Extract, without alteration, each line from the start of the listing to the line bearing "score. Empty on failure.".

BEGIN Task inputs

//! Read-side queries over a [`ScoreBackend`].
//!
//! Query failures never reach the caller: they are logged and reported as an
//! empty result, so a broken store shows an empty history rather than an error.

use super::{
    LeaderboardRow, ScoreBackend, ScoreRecord, User, UserStats, aggregate_leaderboard,
    highest_score, user_stats,
};
use crate::element::CanvasElement;
use crate::storage::StorageResult;

/// Score history, statistics and leaderboard built on any backend.
pub struct ScoreKeeper<B: ScoreBackend> {
    backend: B,
}

impl<B: ScoreBackend> ScoreKeeper<B> {
    pub fn new(backend: B) -> Self {
        Self { backend }
    }

    pub fn backend(&self) -> &B {
        &self.backend
    }

    pub async fn create_or_get_user(&self, username: &str) -> StorageResult<User> {
        self.backend.create_or_get_user(username).await
    }

    pub async fn save_score(
        &self,
        user_id: &str,
        score: i64,
        snapshot: Vec<CanvasElement>,
    ) -> StorageResult<ScoreRecord> {
        self.backend.save_score(user_id, score, snapshot).await
    }

    /// Records for `user_id`, newest first. Empty on failure.
    pub async fn user_scores(&self, user_id: &str) -> Vec<ScoreRecord> {
        match self.backend.list_user_scores(user_id).await {
            Ok(records) => records,
            Err(e) => {
                log::error!("Failed to load scores for user {}: {}", user_id, e);
                Vec::new()
            }
        }
    }

    /// Best score of `user_id`, or `None` if they have no records.
    pub async fn highest_score(&self, user_id: &str) -> Option<i64> {
        highest_score(&self.user_scores(user_id).await)
    }

    pub async fn user_stats(&self, user_id: &str) -> UserStats {
        user_stats(&self.user_scores(user_id).await)
    }

    /// Top `limit` players by best score. Empty on failure.
    pub async fn leaderboard(&self, limit: usize) -> Vec<LeaderboardRow> {
        match self.backend.list_all_for_leaderboard().await {
            Ok(source) => aggregate_leaderboard(&source, limit),
            Err(e) => {
                log::error!("Failed to load leaderboard: {}", e);
                Vec::new()
            }
        }
    }
}
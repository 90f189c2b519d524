//! Leaderboard aggregation over all users and score records.

use super::{LeaderboardSource, ScoreRecord, stats};
use chrono::{DateTime, Utc};
use serde::{Deserialize, Serialize};
use std::collections::HashMap;

/// Shown for records whose user no longer resolves.
pub const UNKNOWN_USERNAME: &str = "Unknown";

/// One user's summary line.
#[derive(Debug, Clone, PartialEq, Serialize, Deserialize)]
#[serde(rename_all = "camelCase")]
pub struct LeaderboardRow {
    pub user_id: String,
    pub username: String,
    pub best_score: i64,
    pub last_score: i64,
    pub last_played: DateTime<Utc>,
}

/// Group records by user, rank by best score (descending), keep `limit` rows.
///
/// Groups appear in order of each user's first record; the sort is stable,
/// so equal best scores keep that order.
pub fn aggregate_leaderboard(source: &LeaderboardSource, limit: usize) -> Vec<LeaderboardRow> {
    let mut order: Vec<&str> = Vec::new();
    let mut groups: HashMap<&str, Vec<&ScoreRecord>> = HashMap::new();
    for record in &source.scores {
        groups
            .entry(record.user_id.as_str())
            .or_insert_with(|| {
                order.push(record.user_id.as_str());
                Vec::new()
            })
            .push(record);
    }

    let usernames: HashMap<&str, &str> = source
        .users
        .iter()
        .map(|u| (u.id.as_str(), u.username.as_str()))
        .collect();

    let mut rows: Vec<LeaderboardRow> = order
        .into_iter()
        .filter_map(|user_id| {
            let group = groups.get(user_id)?;
            let best_score = group.iter().map(|r| r.score).max()?;
            let newest = stats::newest(group.iter().copied())?;
            Some(LeaderboardRow {
                user_id: user_id.to_string(),
                username: usernames
                    .get(user_id)
                    .copied()
                    .unwrap_or(UNKNOWN_USERNAME)
                    .to_string(),
                best_score,
                last_score: newest.score,
                last_played: newest.created_at,
            })
        })
        .collect();

    rows.sort_by(|a, b| b.best_score.cmp(&a.best_score));
    rows.truncate(limit);
    rows
}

END Task inputs

-- Answer section --
//! Read-side queries over a [`ScoreBackend`].
//!
//! Query failures never reach the caller: they are logged and reported as an
//! empty result, so a broken store shows an empty history rather than an error.

use super::{
    LeaderboardRow, ScoreBackend, ScoreRecord, User, UserStats, aggregate_leaderboard,
    highest_score, user_stats,
};
use crate::element::CanvasElement;
use crate::storage::StorageResult;

/// Score history, statistics and leaderboard built on any backend.
pub struct ScoreKeeper<B: ScoreBackend> {
    backend: B,
}

impl<B: ScoreBackend> ScoreKeeper<B> {
    pub fn new(backend: B) -> Self {
        Self { backend }
    }

    pub fn backend(&self) -> &B {
        &self.backend
    }

    pub async fn create_or_get_user(&self, username: &str) -> StorageResult<User> {
        self.backend.create_or_get_user(username).await
    }

    pub async fn save_score(
        &self,
        user_id: &str,
        score: i64,
        snapshot: Vec<CanvasElement>,
    ) -> StorageResult<ScoreRecord> {
        self.backend.save_score(user_id, score, snapshot).await
    }

    /// Records for `user_id`, newest first. Empty on failure.
    pub async fn user_scores(&self, user_id: &str) -> Vec<ScoreRecord> {
        match self.backend.list_user_scores(user_id).await {
            Ok(records) => records,
            Err(e) => {
                log::error!("Failed to load scores for user {}: {}", user_id, e);
                Vec::new()
            }
        }
    }

    /// Best score of `user_id`, or `None` if they have no records.
    pub async fn highest_score(&self, user_id: &str) -> Option<i64> {
        highest_score(&self.user_scores(user_id).await)
    }

    pub async fn user_stats(&self, user_id: &str) -> UserStats {
        user_stats(&self.user_scores(user_id).await)
    }

    /// Top `limit` players by best score. Empty on failure.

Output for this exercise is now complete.